As alternativas farmacológicas incluem a tradicional metformina (há mais de 60 anos no mercado) e suplementação de insulina por meio de injeções, para tentar normalizar a função do hormônio, de reduzir a glicemia sanguínea e prevenir efeitos como impotência, AVC e amputações.
Algumas opções podem ajudar os pacientes a simplificar o cuidado, como medicamentos combinados em uma mesma injeção. É o caso do Xultophy, combinação de insulina e liraglutida, princípio ativo do medicamento Victoza, que tem obtido bons resultados na redução da glicose sanguínea, com boas chances de evitar o ganho de peso, algo comum na doença.
Outra possibilidade, ainda em estágio experimental, é uma nova formulação de insulina para ser administrada por via oral. Cientistas da Universidade da Califórnia em Santa Bárbara e de Harvard publicaram recentemente na revista PNAS um artigo explicando como isso poderia acontecer.
Um líquido seria capaz de impedir a degradação da molécula no aparelho digestório e de promover a absorção dela pela via paracelular, ou seja, por entre as células que revestem o trato gastrointestinal. Um dos obstáculos à adesão do tratamento com insulina é justamente a necessidade de injeção.
Capazes de monitorar o nível de glicose e até de ajudar nas injeções de insulina, equipamentos de monitorização e bombas também têm ganhado espaço. Alguns aparelhos produzem um gráfico com a variação da glicemia ao longo do dia, o que permite fazer ajustes de dose de insulina e refinar o tratamento. No fim de junho a FDA (agência regulatória americana) aprovou um sensor implantável que pode ficar imerso na pele por 90 dias consecutivos.
Um estudo da empresa Abbott apresentado no ADA mostrou que um monitoramento frequente pode ajudar a reduzir o tempo do paciente em hipoglicema, outro fantasma para quem depende de insulina.

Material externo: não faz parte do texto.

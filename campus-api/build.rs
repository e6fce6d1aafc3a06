//! Build script for campus-api
//!
//! Captures build identification information at compile time:
//! - Git commit hash (short form)
//! - Build timestamp
//! - Build profile (debug/release)

use std::process::Command;

fn main() {
    // Capture git commit hash (short form, 8 characters)
    let git_hash = Command::new("git")
        .args(["rev-parse", "--short=8", "HEAD"])
        .output()
        .ok()
        .and_then(|output| {
            if output.status.success() {
                String::from_utf8(output.stdout).ok()
            } else {
                None
            }
        })
        .map(|s| s.trim().to_string())
        .unwrap_or_else(|| "unknown".to_string());

    // Build timestamp in ISO 8601 format with local timezone
    let build_timestamp = chrono::Local::now().to_rfc3339_opts(chrono::SecondsFormat::Secs, false);

    let profile = std::env::var("PROFILE").unwrap_or_else(|_| "unknown".to_string());

    println!("cargo:rustc-env=GIT_HASH={}", git_hash);
    println!("cargo:rustc-env=BUILD_TIMESTAMP={}", build_timestamp);
    println!("cargo:rustc-env=BUILD_PROFILE={}", profile);

    // No rerun-if-changed directives: rerun every build so the timestamp and
    // git hash stay current.
}
//! HTTP API handlers for campus-ai

pub mod ask;
pub mod chats;
pub mod health;
pub mod index;
pub mod sse;

use axum::extract::{Request, State};
use axum::http::{header, StatusCode};
use axum::middleware::Next;
use axum::response::{IntoResponse, Response};
use axum::Json;
use serde_json::json;
use tracing::error;

use campus_common::auth::{parse_session_cookie, validate_session};

use crate::AppState;

/// Authenticated user, inserted by the middleware as a request extension
#[derive(Debug, Clone)]
pub struct CurrentUser {
    pub id: String,
}

/// API errors
#[derive(Debug)]
pub enum ApiError {
    BadRequest(String),
    Unauthorized(String),
    NotFound(String),
    Upstream(String),
    Database(String),
}

impl IntoResponse for ApiError {
    fn into_response(self) -> Response {
        let (status, message) = match self {
            ApiError::BadRequest(msg) => (StatusCode::BAD_REQUEST, msg),
            ApiError::Unauthorized(msg) => (StatusCode::UNAUTHORIZED, msg),
            ApiError::NotFound(msg) => (StatusCode::NOT_FOUND, msg),
            ApiError::Upstream(msg) => (StatusCode::BAD_GATEWAY, msg),
            ApiError::Database(msg) => {
                error!("Database error: {}", msg);
                (StatusCode::INTERNAL_SERVER_ERROR, "Database error".to_string())
            }
        };

        (status, Json(json!({ "error": message }))).into_response()
    }
}

impl From<sqlx::Error> for ApiError {
    fn from(err: sqlx::Error) -> Self {
        match err {
            sqlx::Error::RowNotFound => ApiError::NotFound("Resource not found".to_string()),
            other => ApiError::Database(other.to_string()),
        }
    }
}

impl From<campus_common::Error> for ApiError {
    fn from(err: campus_common::Error) -> Self {
        ApiError::Database(err.to_string())
    }
}

/// Require a valid session cookie on every request passing through
pub async fn auth_middleware(
    State(state): State<AppState>,
    mut request: Request,
    next: Next,
) -> Result<Response, ApiError> {
    let cookie_header = request
        .headers()
        .get(header::COOKIE)
        .and_then(|v| v.to_str().ok())
        .ok_or_else(|| ApiError::Unauthorized("Not logged in".to_string()))?;

    let token = parse_session_cookie(cookie_header)
        .ok_or_else(|| ApiError::Unauthorized("Not logged in".to_string()))?;

    let user_id = validate_session(&state.db, token)
        .await
        .map_err(|e| ApiError::Unauthorized(e.to_string()))?;

    request.extensions_mut().insert(CurrentUser { id: user_id });
    Ok(next.run(request).await)
}
//! Database access layer

pub mod init;
pub mod models;

pub use init::*;
pub use models::*;
//! Chat history handlers

use axum::extract::{Path, State};
use axum::{Extension, Json};
use serde_json::{json, Value};

use crate::api::{ApiError, CurrentUser};
use crate::db;
use crate::AppState;

/// GET /api/ai/chat/:course_id
pub async fn chat_history(
    State(state): State<AppState>,
    Extension(user): Extension<CurrentUser>,
    Path(course_id): Path<String>,
) -> Result<Json<Value>, ApiError> {
    let chat_id = db::get_or_create_chat(&state.db, &course_id, &user.id).await?;
    let messages = db::messages_for_chat(&state.db, &chat_id).await?;

    Ok(Json(json!({ "messages": messages })))
}

/// DELETE /api/ai/chat/:course_id
pub async fn clear_chat(
    State(state): State<AppState>,
    Extension(user): Extension<CurrentUser>,
    Path(course_id): Path<String>,
) -> Result<Json<Value>, ApiError> {
    let cleared = db::clear_chat(&state.db, &course_id, &user.id).await?;
    Ok(Json(json!({ "cleared": cleared > 0 })))
}
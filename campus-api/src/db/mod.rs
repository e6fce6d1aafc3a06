//! Database queries for the API service, one module per domain

pub mod attention;
pub mod chat;
pub mod courses;
pub mod enrollments;
pub mod lectures;
pub mod live;
pub mod quizzes;
pub mod reviews;
pub mod users;
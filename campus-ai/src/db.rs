//! Database queries for the AI tutor service

use campus_common::db::models::{ChatMessage, EmbeddingRow, Lecture};
use sqlx::SqlitePool;
use uuid::Uuid;

const EMBEDDING_COLUMNS: &str = "guid, course_id, lecture_id, chunk, embedding, model, dim";

pub async fn find_lecture(pool: &SqlitePool, guid: &str) -> Result<Option<Lecture>, sqlx::Error> {
    sqlx::query_as(
        "SELECT guid, course_id, title, position, video_path, audio_path, notes_path, is_preview_free
         FROM lectures WHERE guid = ?",
    )
    .bind(guid)
    .fetch_optional(pool)
    .await
}

/// One chunk ready to store
pub struct NewEmbedding {
    pub chunk: String,
    pub vector: Vec<f32>,
    pub model: String,
}

/// Replace all embeddings of a lecture in one transaction.
///
/// Indexing is idempotent: re-running it for a lecture drops the previous
/// chunks instead of accumulating duplicates.
pub async fn replace_lecture_embeddings(
    pool: &SqlitePool,
    course_id: &str,
    lecture_id: &str,
    embeddings: &[NewEmbedding],
) -> Result<(), sqlx::Error> {
    let mut tx = pool.begin().await?;

    sqlx::query("DELETE FROM ai_embeddings WHERE lecture_id = ?")
        .bind(lecture_id)
        .execute(&mut *tx)
        .await?;

    for embedding in embeddings {
        let json = serde_json::to_string(&embedding.vector)
            .map_err(|e| sqlx::Error::Encode(Box::new(e)))?;
        sqlx::query(
            "INSERT INTO ai_embeddings (guid, course_id, lecture_id, chunk, embedding, model, dim)
             VALUES (?, ?, ?, ?, ?, ?, ?)",
        )
        .bind(Uuid::new_v4().to_string())
        .bind(course_id)
        .bind(lecture_id)
        .bind(&embedding.chunk)
        .bind(json)
        .bind(&embedding.model)
        .bind(embedding.vector.len() as i64)
        .execute(&mut *tx)
        .await?;
    }

    tx.commit().await
}

/// All indexed chunks of a course
pub async fn embeddings_for_course(
    pool: &SqlitePool,
    course_id: &str,
) -> Result<Vec<EmbeddingRow>, sqlx::Error> {
    sqlx::query_as(&format!(
        "SELECT {} FROM ai_embeddings WHERE course_id = ?",
        EMBEDDING_COLUMNS
    ))
    .bind(course_id)
    .fetch_all(pool)
    .await
}

pub async fn course_has_embeddings(
    pool: &SqlitePool,
    course_id: &str,
) -> Result<bool, sqlx::Error> {
    sqlx::query_scalar("SELECT EXISTS(SELECT 1 FROM ai_embeddings WHERE course_id = ?)")
        .bind(course_id)
        .fetch_one(pool)
        .await
}

/// Find or create the per-(course, user) chat, returning its guid
pub async fn get_or_create_chat(
    pool: &SqlitePool,
    course_id: &str,
    user_id: &str,
) -> Result<String, sqlx::Error> {
    let existing: Option<(String,)> =
        sqlx::query_as("SELECT guid FROM ai_chats WHERE course_id = ? AND user_id = ?")
            .bind(course_id)
            .bind(user_id)
            .fetch_optional(pool)
            .await?;

    if let Some((guid,)) = existing {
        return Ok(guid);
    }

    let guid = Uuid::new_v4().to_string();
    sqlx::query("INSERT INTO ai_chats (guid, course_id, user_id) VALUES (?, ?, ?)")
        .bind(&guid)
        .bind(course_id)
        .bind(user_id)
        .execute(pool)
        .await?;

    Ok(guid)
}

/// Append one user/assistant exchange to a chat
pub async fn append_exchange(
    pool: &SqlitePool,
    chat_id: &str,
    question: &str,
    answer: &str,
) -> Result<(), sqlx::Error> {
    let mut tx = pool.begin().await?;

    for (role, content) in [("user", question), ("assistant", answer)] {
        sqlx::query(
            "INSERT INTO ai_chat_messages (guid, chat_id, role, content) VALUES (?, ?, ?, ?)",
        )
        .bind(Uuid::new_v4().to_string())
        .bind(chat_id)
        .bind(role)
        .bind(content)
        .execute(&mut *tx)
        .await?;
    }

    tx.commit().await
}

/// Chat history oldest-first
pub async fn messages_for_chat(
    pool: &SqlitePool,
    chat_id: &str,
) -> Result<Vec<ChatMessage>, sqlx::Error> {
    sqlx::query_as(
        "SELECT guid, chat_id, role, content, created_at
         FROM ai_chat_messages WHERE chat_id = ?
         ORDER BY created_at ASC, rowid ASC",
    )
    .bind(chat_id)
    .fetch_all(pool)
    .await
}

/// Delete a user's chat for a course (messages cascade)
pub async fn clear_chat(
    pool: &SqlitePool,
    course_id: &str,
    user_id: &str,
) -> Result<u64, sqlx::Error> {
    let result = sqlx::query("DELETE FROM ai_chats WHERE course_id = ? AND user_id = ?")
        .bind(course_id)
        .bind(user_id)
        .execute(pool)
        .await?;

    Ok(result.rows_affected())
}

As bombas são especialmente úteis para pacientes com diabetes tipo 1 e, no país, muitas pessoas têm obtido acesso a elas por meio de decisões da Justiça.
Muitos profissionais de saúde, porém, tendem a fugir dos medicamentos por causa do perigo de interações com outras drogas e dos efeitos colaterais. O caminho padrão ainda é a mudança dos hábitos de vida: comer melhor (e, geralmente, menos) e praticar exercícios físicos; a obesidade também agrava a condição.
A favor dessa abordagem está o fato de que a contração muscular promovida nos exercícios e a perda de peso fazem o organismo responder melhor à insulina, ou seja, pode retardar a introdução de medicamentos ou reduzir a dose de quem já está em tratamento, embora os médicos concordam que mudanças do estilo de vida sejam apenas o mínimo a ser feito.
Por fim, existe a possibilidade de realizar uma cirurgia bariátrica (chamada de metabólica quando o objetivo é combater o diabetes) para resolver o problema. Apesar da agressividade e da grande chance de resolução, é necessário um enorme esforço posterior do paciente para atingir as diversas metas propostas, que também incluem ingestão de vitaminas e manejo da saúde mental, além do tratamento do diabetes propriamente dito.